Third, and finally, Defendant Allegheny County argues that Plaintiff's Complaint fails to articulate sufficient facts to state any underlying constitutional or other claim. To the extent the county's arguments in this regard echo those raised by the Sheriff Defendants, dismissal of Plaintiff's Complaint against Allegheny County also is appropriate for the reasons and to the extent set forth in Section II.B., supra.

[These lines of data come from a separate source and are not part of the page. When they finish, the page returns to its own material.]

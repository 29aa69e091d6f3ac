//! User database operations

use super::models::{NewUser, UserRecord, UserRole, UserUpdate};
use super::{now, Database};

/// Extension trait for user account operations
pub trait UserOps {
    fn create_user(&self, user: &NewUser) -> impl std::future::Future<Output = Result<UserRecord, sqlx::Error>> + Send;
    fn get_user(&self, id: i64) -> impl std::future::Future<Output = Result<Option<UserRecord>, sqlx::Error>> + Send;
    fn get_user_by_username(&self, username: &str) -> impl std::future::Future<Output = Result<Option<UserRecord>, sqlx::Error>> + Send;
    fn get_user_by_email(&self, email: &str) -> impl std::future::Future<Output = Result<Option<UserRecord>, sqlx::Error>> + Send;
    fn list_users(&self, skip: i64, limit: i64) -> impl std::future::Future<Output = Result<Vec<UserRecord>, sqlx::Error>> + Send;
    fn update_user(&self, id: i64, update: &UserUpdate) -> impl std::future::Future<Output = Result<Option<UserRecord>, sqlx::Error>> + Send;
    fn set_user_color(&self, id: i64, color: &str) -> impl std::future::Future<Output = Result<(), sqlx::Error>> + Send;
    fn delete_user(&self, id: i64) -> impl std::future::Future<Output = Result<bool, sqlx::Error>> + Send;
    fn count_users_with_role(&self, role: UserRole) -> impl std::future::Future<Output = Result<i64, sqlx::Error>> + Send;
}

impl UserOps for Database {
    async fn create_user(&self, user: &NewUser) -> Result<UserRecord, sqlx::Error> {
        sqlx::query_as::<_, UserRecord>(
            r#"
            INSERT INTO users (username, email, hashed_password, role, is_active, created_at)
            VALUES (?, ?, ?, ?, ?, ?)
            RETURNING *
            "#,
        )
        .bind(&user.username)
        .bind(&user.email)
        .bind(&user.hashed_password)
        .bind(user.role.as_str())
        .bind(user.is_active)
        .bind(now())
        .fetch_one(self.pool())
        .await
    }

    async fn get_user(&self, id: i64) -> Result<Option<UserRecord>, sqlx::Error> {
        sqlx::query_as::<_, UserRecord>("SELECT * FROM users WHERE id = ?")
            .bind(id)
            .fetch_optional(self.pool())
            .await
    }

    async fn get_user_by_username(&self, username: &str) -> Result<Option<UserRecord>, sqlx::Error> {
        sqlx::query_as::<_, UserRecord>("SELECT * FROM users WHERE username = ?")
            .bind(username)
            .fetch_optional(self.pool())
            .await
    }

    async fn get_user_by_email(&self, email: &str) -> Result<Option<UserRecord>, sqlx::Error> {
        sqlx::query_as::<_, UserRecord>("SELECT * FROM users WHERE email = ?")
            .bind(email)
            .fetch_optional(self.pool())
            .await
    }

    async fn list_users(&self, skip: i64, limit: i64) -> Result<Vec<UserRecord>, sqlx::Error> {
        sqlx::query_as::<_, UserRecord>(
            "SELECT * FROM users ORDER BY created_at DESC, id DESC LIMIT ? OFFSET ?",
        )
        .bind(limit)
        .bind(skip)
        .fetch_all(self.pool())
        .await
    }

    async fn update_user(&self, id: i64, update: &UserUpdate) -> Result<Option<UserRecord>, sqlx::Error> {
        sqlx::query_as::<_, UserRecord>(
            r#"
            UPDATE users
            SET role = COALESCE(?, role),
                is_active = COALESCE(?, is_active),
                email = COALESCE(?, email),
                updated_at = ?
            WHERE id = ?
            RETURNING *
            "#,
        )
        .bind(update.role.map(|r| r.as_str()))
        .bind(update.is_active)
        .bind(&update.email)
        .bind(now())
        .bind(id)
        .fetch_optional(self.pool())
        .await
    }

    async fn set_user_color(&self, id: i64, color: &str) -> Result<(), sqlx::Error> {
        sqlx::query("UPDATE users SET user_color = ?, updated_at = ? WHERE id = ?")
            .bind(color)
            .bind(now())
            .bind(id)
            .execute(self.pool())
            .await?;
        Ok(())
    }

    async fn delete_user(&self, id: i64) -> Result<bool, sqlx::Error> {
        let result = sqlx::query("DELETE FROM users WHERE id = ?")
            .bind(id)
            .execute(self.pool())
            .await?;
        Ok(result.rows_affected() > 0)
    }

    async fn count_users_with_role(&self, role: UserRole) -> Result<i64, sqlx::Error> {
        sqlx::query_scalar("SELECT COUNT(*) FROM users WHERE role = ?")
            .bind(role.as_str())
            .fetch_one(self.pool())
            .await
    }
}
//! Effector types, templates and validation

use axum::extract::Query;
use axum::routing::{get, post};
use axum::{Json, Router};
use serde::{Deserialize, Serialize};
use serde_json::{json, Value};

use super::error::{ApiError, ApiResult};
use super::extract::{AuthUser, DESIGNERS};
use super::AppState;
use crate::core::effectors::{templates, EffectorConfig, EffectorTemplate, EffectorType};

pub fn router() -> Router<AppState> {
    Router::new()
        .route("/types", get(effector_types))
        .route("/", get(list_templates))
        .route("/validate", post(validate))
        .route("/create", post(create))
}

#[derive(Debug, Deserialize)]
pub struct TemplateFilter {
    #[serde(default)]
    pub effector_type: Option<String>,
}

#[derive(Debug, Serialize, Deserialize)]
pub struct EffectorResponse {
    pub effector_type: String,
    pub effector_name: String,
    pub config: Value,
}

/// Validation errors for a submitted effector, including the name the
/// designer must give it.
fn submission_errors(config: &EffectorConfig) -> Vec<String> {
    let mut errors = Vec::new();
    if config.effector_name.as_deref().map_or(true, str::is_empty) {
        errors.push("effector_name is required".to_string());
    }
    errors.extend(config.validate());
    errors
}

async fn effector_types() -> Json<Vec<&'static str>> {
    Json(EffectorType::all().iter().map(EffectorType::as_str).collect())
}

/// Unknown type filters match nothing.
async fn list_templates(_user: AuthUser, Query(filter): Query<TemplateFilter>) -> Json<Vec<EffectorTemplate>> {
    let list = match filter.effector_type.as_deref() {
        None | Some("") => templates(None),
        Some(name) => match name.parse::<EffectorType>() {
            Ok(kind) => templates(Some(kind)),
            Err(_) => Vec::new(),
        },
    };
    Json(list)
}

async fn validate(_user: AuthUser, Json(config): Json<EffectorConfig>) -> Json<Value> {
    let errors = submission_errors(&config);
    if errors.is_empty() {
        Json(json!({ "valid": true, "message": "Effector configuration is valid" }))
    } else {
        Json(json!({ "valid": false, "errors": errors }))
    }
}

async fn create(user: AuthUser, Json(mut config): Json<EffectorConfig>) -> ApiResult<Json<EffectorResponse>> {
    user.require(DESIGNERS)?;

    let errors = submission_errors(&config);
    if !errors.is_empty() {
        return Err(ApiError::Invalid(errors));
    }

    config.extra.retain(|_, value| !value.is_null());
    let effector_type = config.effector_type.clone();
    let effector_name = config.effector_name.clone().unwrap_or_default();
    let config = serde_json::to_value(&config)?;

    Ok(Json(EffectorResponse {
        effector_type,
        effector_name,
        config,
    }))
}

Even construing Plaintiff's Complaint liberally, the facts alleged therein are simply too vague, and the theories of liability too poorly articulated, for me to determine whether allowing Plaintiff to amend his municipal liability claim would be futile. Accordingly, and keeping in mind Plaintiff's pro se status, this dismissal is without prejudice to Plaintiff's ability to amend his Complaint to set forth facts sufficient to state a plausible claim against Allegheny County for municipal liability under Section 1983. This permission to amend is limited only to those claims dismissed without prejudice in Section II.B., supra, i.e., Plaintiffs Section 1983 claims alleging violations of the First and Fourteenth Amendments to the United States Constitution. Amendment of any other claims would be futile for the reasons previously set forth herein.[8]

III. CONCLUSION

For all of these reasons, Defendants' Motions to Dismiss Plaintiff's Complaint [ECF Nos. 11, 13] are granted as follows: Plaintiff's claims under 42 U.S.C. § 1983 for violations of his rights under 18 U.S.C. §§ 241, 242, and 245; 42 U.S.C. § 14141; the Pennsylvania Constitution; and the Fifth and Ninth Amendments to the United States Constitution, are dismissed with prejudice. Plaintiff's claims asserted under 42 U.S.C. § 1983 for violations of his rights under the First and Fourteenth Amendments to the United States Constitution are dismissed, without prejudice to file an Amended Complaint, curing the deficiencies noted in the accompanying

ORDER OF COURT

AND NOW, this 23rd day of March, 2015, after careful consideration of the submissions of the parties and for the reasons set forth in the Opinion accompanying this Order, it is ordered that Defendants' Motions to Dismiss [ECF Nos. 11 & 13] are granted as follows: Plaintiff's claims under 42 U.S.C. § 1983 for violations of his rights under 18 U.S.C. §§ 241, 242 & 245; 42 U.S.C. § 14141; the Pennsylvania Constitution; and the Fifth and Ninth Amendments to the United States Constitution, are dismissed with prejudice. Plaintiff's claims asserted under 42 U.S.C. § 1983 for violations of his rights under the First and Fourteenth Amendments to the United States Constitution are dismissed, without prejudice to file an Amended Complaint, curing the deficiencies noted in the accompanying Opinion with respect to these claims. Any such Amended Complaint must be filed no later than April 6, 2015.